Virginie J. M. Verhoeven

Whether myopia is driven by genetic or environmental factors is a David versus Goliath discussion in many ways, with contrasting viewpoints competing to explain this complex condition. Here, I will outline the key evidence supporting the genetic basis of myopia, while disclosing my background in genetics, which may have shaped my perspective.

The myopia journey begins with genetics—we all carry a ‘backpack’ of genes inherited from our parents, determining our susceptibility to this condition. While environmental factors, such as near work or reduced outdoor activity, can shape the progression of myopia, they do so largely in the context of an existing genetic predisposition. Without the right genetic background, there is no foundation for myopia to develop.

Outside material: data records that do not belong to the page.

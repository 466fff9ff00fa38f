//! Tool subsystem for agent-callable capabilities.
//!
//! Each tool implements the [`Tool`] trait defined in [`traits`], which
//! requires a name, description, JSON parameter schema, and an async
//! `execute` method returning a structured [`ToolResult`].
//!
//! The Ontario registry assembled by [`ontario_tools`] covers area lookup,
//! proximity search, side-by-side comparison, and environmental statistics;
//! the store and observation providers are injected at construction time.

pub mod compare;
pub mod pick_area;
pub mod proximity;
pub mod statistics;
pub mod traits;

pub use compare::CompareAreasTool;
pub use pick_area::PickAreaTool;
pub use proximity::ProximitySearchTool;
pub use statistics::AreaStatisticsTool;
pub use traits::{Tool, ToolResult, ToolSpec};

use crate::datasets::ObservationProvider;
use crate::store::AreaStore;
use std::sync::Arc;

/// Create the Ontario tool registry (4 tools).
pub fn ontario_tools(
    store: Arc<dyn AreaStore>,
    inaturalist: Arc<dyn ObservationProvider>,
    ebird: Option<Arc<dyn ObservationProvider>>,
) -> Vec<Box<dyn Tool>> {
    vec![
        Box::new(PickAreaTool::new(store.clone())),
        Box::new(ProximitySearchTool::new(store.clone())),
        Box::new(CompareAreasTool::new(store.clone())),
        Box::new(AreaStatisticsTool::new(store, inaturalist, ebird)),
    ]
}
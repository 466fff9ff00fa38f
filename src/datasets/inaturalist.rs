//! iNaturalist observations client.
//!
//! Queries the public `/v1/observations` endpoint with a bounding box, a
//! date window, and the research-grade quality filter. No API key required.

use async_trait::async_trait;
use reqwest::Client;
use serde::Deserialize;
use tracing::debug;

use super::traits::{BoundingBox, DatasetError, DateRange, Observation, ObservationProvider};

const DEFAULT_BASE_URL: &str = "https://api.inaturalist.org/v1";
const PAGE_SIZE_CAP: usize = 200;

#[derive(Debug)]
pub struct INaturalistProvider {
    base_url: String,
    client: Client,
}

impl INaturalistProvider {
    pub fn new() -> Self {
        Self::with_base_url(DEFAULT_BASE_URL)
    }

    pub fn with_base_url(base_url: &str) -> Self {
        Self {
            base_url: base_url.trim_end_matches('/').to_string(),
            client: Client::builder()
                .timeout(std::time::Duration::from_secs(30))
                .connect_timeout(std::time::Duration::from_secs(10))
                .build()
                .unwrap_or_else(|_| Client::new()),
        }
    }
}

impl Default for INaturalistProvider {
    fn default() -> Self {
        Self::new()
    }
}

#[derive(Debug, Deserialize)]
struct ObservationsResponse {
    #[serde(default)]
    results: Vec<ApiObservation>,
}

#[derive(Debug, Deserialize)]
struct ApiObservation {
    taxon: Option<ApiTaxon>,
    observed_on: Option<String>,
    geojson: Option<ApiPoint>,
}

#[derive(Debug, Deserialize)]
struct ApiTaxon {
    name: Option<String>,
    preferred_common_name: Option<String>,
}

#[derive(Debug, Deserialize)]
struct ApiPoint {
    /// GeoJSON order: [longitude, latitude].
    coordinates: Vec<f64>,
}

fn transform(api: ApiObservation) -> Option<Observation> {
    let point = api.geojson?;
    let (&longitude, &latitude) = match point.coordinates.as_slice() {
        [lon, lat, ..] => (lon, lat),
        _ => return None,
    };
    let taxon = api.taxon?;

    Some(Observation {
        species_name: taxon.name?,
        common_name: taxon.preferred_common_name,
        observed_at: api
            .observed_on
            .as_deref()
            .and_then(|d| chrono::NaiveDate::parse_from_str(d, "%Y-%m-%d").ok()),
        latitude,
        longitude,
        source: "iNaturalist",
    })
}

#[async_trait]
impl ObservationProvider for INaturalistProvider {
    async fn fetch_observations(
        &self,
        bounds: &BoundingBox,
        range: &DateRange,
        limit: usize,
    ) -> Result<Vec<Observation>, DatasetError> {
        let url = format!("{}/observations", self.base_url);
        let per_page = limit.clamp(1, PAGE_SIZE_CAP);

        debug!("iNaturalist query: {bounds:?}, {} day(s)", range.days());

        let response = self
            .client
            .get(&url)
            .query(&[
                ("nelat", bounds.north.to_string()),
                ("nelng", bounds.east.to_string()),
                ("swlat", bounds.south.to_string()),
                ("swlng", bounds.west.to_string()),
                ("d1", range.start.format("%Y-%m-%d").to_string()),
                ("d2", range.end.format("%Y-%m-%d").to_string()),
                ("quality_grade", "research".to_string()),
                ("per_page", per_page.to_string()),
            ])
            .send()
            .await?
            .error_for_status()?;

        let body: ObservationsResponse = response.json().await?;
        let observations: Vec<Observation> = body
            .results
            .into_iter()
            .filter_map(transform)
            .take(limit)
            .collect();

        debug!("iNaturalist returned {} observation(s)", observations.len());
        Ok(observations)
    }

    fn source(&self) -> &'static str {
        "iNaturalist"
    }
}

#[cfg(test)]
mod tests {
    use super::*;

    fn api_observation(json: serde_json::Value) -> ApiObservation {
        serde_json::from_value(json).unwrap()
    }

    #[test]
    fn transform_maps_taxon_and_coordinates() {
        let obs = transform(api_observation(serde_json::json!({
            "taxon": {"name": "Ardea herodias", "preferred_common_name": "Great Blue Heron"},
            "observed_on": "2025-06-15",
            "geojson": {"coordinates": [-78.32, 44.31]}
        })))
        .unwrap();

        assert_eq!(obs.species_name, "Ardea herodias");
        assert_eq!(obs.common_name.as_deref(), Some("Great Blue Heron"));
        assert_eq!(obs.latitude, 44.31);
        assert_eq!(obs.longitude, -78.32);
        assert_eq!(obs.source, "iNaturalist");
        assert!(obs.observed_at.is_some());
    }

    #[test]
    fn transform_drops_records_without_geometry() {
        assert!(transform(api_observation(serde_json::json!({
            "taxon": {"name": "Ardea herodias"},
            "observed_on": "2025-06-15"
        })))
        .is_none());
    }

    #[test]
    fn transform_drops_records_without_species_name() {
        assert!(transform(api_observation(serde_json::json!({
            "taxon": {"preferred_common_name": "Great Blue Heron"},
            "geojson": {"coordinates": [-78.32, 44.31]}
        })))
        .is_none());
    }

    #[test]
    fn transform_tolerates_unparseable_dates() {
        let obs = transform(api_observation(serde_json::json!({
            "taxon": {"name": "Ardea herodias"},
            "observed_on": "June 2025",
            "geojson": {"coordinates": [-78.32, 44.31]}
        })))
        .unwrap();
        assert!(obs.observed_at.is_none());
    }

    #[test]
    fn base_url_trailing_slash_is_normalized() {
        let provider = INaturalistProvider::with_base_url("https://example.test/v1/");
        assert_eq!(provider.base_url, "https://example.test/v1");
    }
}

First of all, it is the family tree that gives us the clearest glimpse into the likelihood of myopia development. Heritability is a statistical measure that estimates the proportion of variation in a trait within a population that can be attributed to genetic differences, rather than environmental factors. Heritability estimates for myopia and refractive error are striking, ranging from 60% to 90%, indicating that genetic factors account for the majority of variation, with only 10% to 20% attributable to environmental influences.^1,2 Family studies provide robust evidence. It is well-established that if one or both parents are myopic, then the likelihood of the child developing myopia increases significantly.^3–6 Twin studies provide compelling additional evidence: Identical twins, who share 100% of their genes, show significantly higher concordance rates for myopia compared with fraternal twins, who share only 50% of their genes.^7–9 As twins inherently grow up in similar environments, these findings suggest that genetic factors outweigh shared environmental influences.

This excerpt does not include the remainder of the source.